Today has been a good day; again, fairly energetic with none of the flu-like symptoms that plagued me on Monday and Tuesday. I had lunch with a close friend whom I called in the midst of the war on Monday and he immediately suggested we get together. He echoed the words of a clergy friend of mine: Don't make any heavy life-changing decisions while on treatment.
Wise counsel.
Grace and peace ...

3 Comments:
Buzz,
I have sent my email under different subjects about six times but your spam filter doesn`t like me. On Ron`s blog you say how tx has affected you spiritually and this concerns you. I knew from day one that my spiritual life would change. The ribavirin takes you into the flesh, but in a strange way, not sensual.
I had piles of books I wanted to read and some writing I wanted to get done, but none of it has happened.
The tx has changed my relationship with God. I haven`t had a standard “quiet time” for weeks, but have entered into a new level of relationship with Him. It is strange, and at first I was worried about it because it goes against all the standard practices, but it is working out.
The ribavirin is definitely a hallucinogenic and as such will have spiritual sides to it.
I felt the Lord warning me before tx that I was going into unchartered territory and I have found that to be true. We cannot get away from the fact that we are body, mind and spirit and that you cannot separate these out. I have definitely gotten places with God that I could not have gotten in any other way. I know we are on very dangerous ground here and I realise we must test all subjective experience by Gods Blog, but I hope I may have maybe helped in putting your mind at rest on your expectations on tx.
May the peace of god be a garrison around your mind while going through this experience.
Paul.
Pastor Buzz
Adding the links on my blog to yours is not ‘robbing’ – that sounds like sin!

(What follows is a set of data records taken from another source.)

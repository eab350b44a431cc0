//! Turn scheduling and action execution pipeline.
//!
//! The [`GameEngine`] is the authoritative reducer for [`GameState`]. It
//! checks whose turn it is, drives the action through its transition phases,
//! verifies piece conservation, and then either keeps the turn open for a
//! chain capture or hands it over and runs win detection.
//!
//! Most callers want the pure wrappers [`apply_action`] and
//! [`apply_action_as`], which never touch their input.

mod errors;
mod transition;
mod turns;

pub use errors::{ExecuteError, TransitionPhase, TransitionPhaseError};
pub use turns::detect_winner;

use crate::action::{PlayerAction, TurnFlow};
use crate::error::GameError;
use crate::state::{GameState, Seat};

/// Game engine that executes actions against a mutable state.
///
/// All state mutations flow through the three-phase action pipeline:
/// pre_validate → apply → post_validate
///
/// A failed `execute` may leave the state partially written. Run the engine
/// on a scratch copy (as [`apply_action`] does) when the input must survive a
/// rejection.
pub struct GameEngine<'a> {
    state: &'a mut GameState,
}

impl<'a> GameEngine<'a> {
    /// Creates a new game engine with the given state.
    pub fn new(state: &'a mut GameState) -> Self {
        Self { state }
    }

    pub fn state(&self) -> &GameState {
        self.state
    }

    /// Executes `action` on behalf of `actor`.
    ///
    /// Rejects actions once the game is finished and actions from the seat
    /// that is not on turn. On success, returns whether the turn ended or a
    /// chain capture is pending.
    pub fn execute(&mut self, actor: Seat, action: &PlayerAction) -> Result<TurnFlow, ExecuteError> {
        self.validate_actor(actor)?;

        let before = self.state.total_pieces();
        let flow = transition::execute_transition(action, self.state, actor)?;
        let after = self.state.total_pieces();
        if before != after {
            return Err(ExecuteError::PieceCountChanged { before, after });
        }

        self.state.last_action = Some(action.clone());
        self.state.error = None;

        match flow {
            TurnFlow::EndTurn => {
                tracing::debug!(
                    seat = %actor,
                    action = action.as_snake_case(),
                    turn = self.state.turn.number,
                    "action accepted"
                );
                self.end_turn();
            }
            TurnFlow::ContinueChain(at) => {
                tracing::debug!(
                    seat = %actor,
                    action = action.as_snake_case(),
                    chain_at = %at,
                    "chain capture pending"
                );
            }
        }

        Ok(flow)
    }

    /// Validates that the game is running and `actor` is on turn.
    fn validate_actor(&self, actor: Seat) -> Result<(), ExecuteError> {
        if let Some(winner) = self.state.winner() {
            return Err(ExecuteError::GameFinished { winner });
        }
        let current = self.state.active_seat();
        if actor != current {
            return Err(ExecuteError::ActorNotCurrent { actor, current });
        }
        Ok(())
    }
}

/// Applies `action` for the active seat and returns the resulting state.
///
/// The input is never modified. On rejection the result is a copy of the
/// input whose `error` field explains why.
pub fn apply_action(state: &GameState, action: &PlayerAction) -> GameState {
    apply_action_as(state, state.active_seat(), action)
}

/// Like [`apply_action`], but on behalf of an explicit seat. Acting out of
/// turn is rejected with [`ExecuteError::ActorNotCurrent`].
pub fn apply_action_as(state: &GameState, actor: Seat, action: &PlayerAction) -> GameState {
    let mut next = state.clone();
    match GameEngine::new(&mut next).execute(actor, action) {
        Ok(_) => next,
        Err(error) => {
            tracing::debug!(
                seat = %actor,
                action = action.as_snake_case(),
                code = error.error_code(),
                %error,
                "action rejected"
            );
            let mut rejected = state.clone();
            rejected.error = Some(error);
            rejected
        }
    }
}

/// Applies `actions` in order, each for the seat on turn, stopping at the
/// first rejection.
pub fn replay<'a, I>(initial: &GameState, actions: I) -> Result<GameState, ExecuteError>
where
    I: IntoIterator<Item = &'a PlayerAction>,
{
    let mut state = initial.clone();
    for action in actions {
        let actor = state.active_seat();
        GameEngine::new(&mut state).execute(actor, action)?;
    }
    Ok(state)
}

To me, adding links to your page enhances the benefits readers might gain from your experience, my experience and the experience of others on treatment. Share and celebrate – the bad days as well as the good, I say.
As we have both said before this is a journey – these drugs do stimulate in me emotions I would ordinarily feel but with such intensity and without the ‘cause’ (irritation where I would ordinarily be upset) that it is sometimes really hard to stay in control or equilibrium. Part of the challenge of the journey!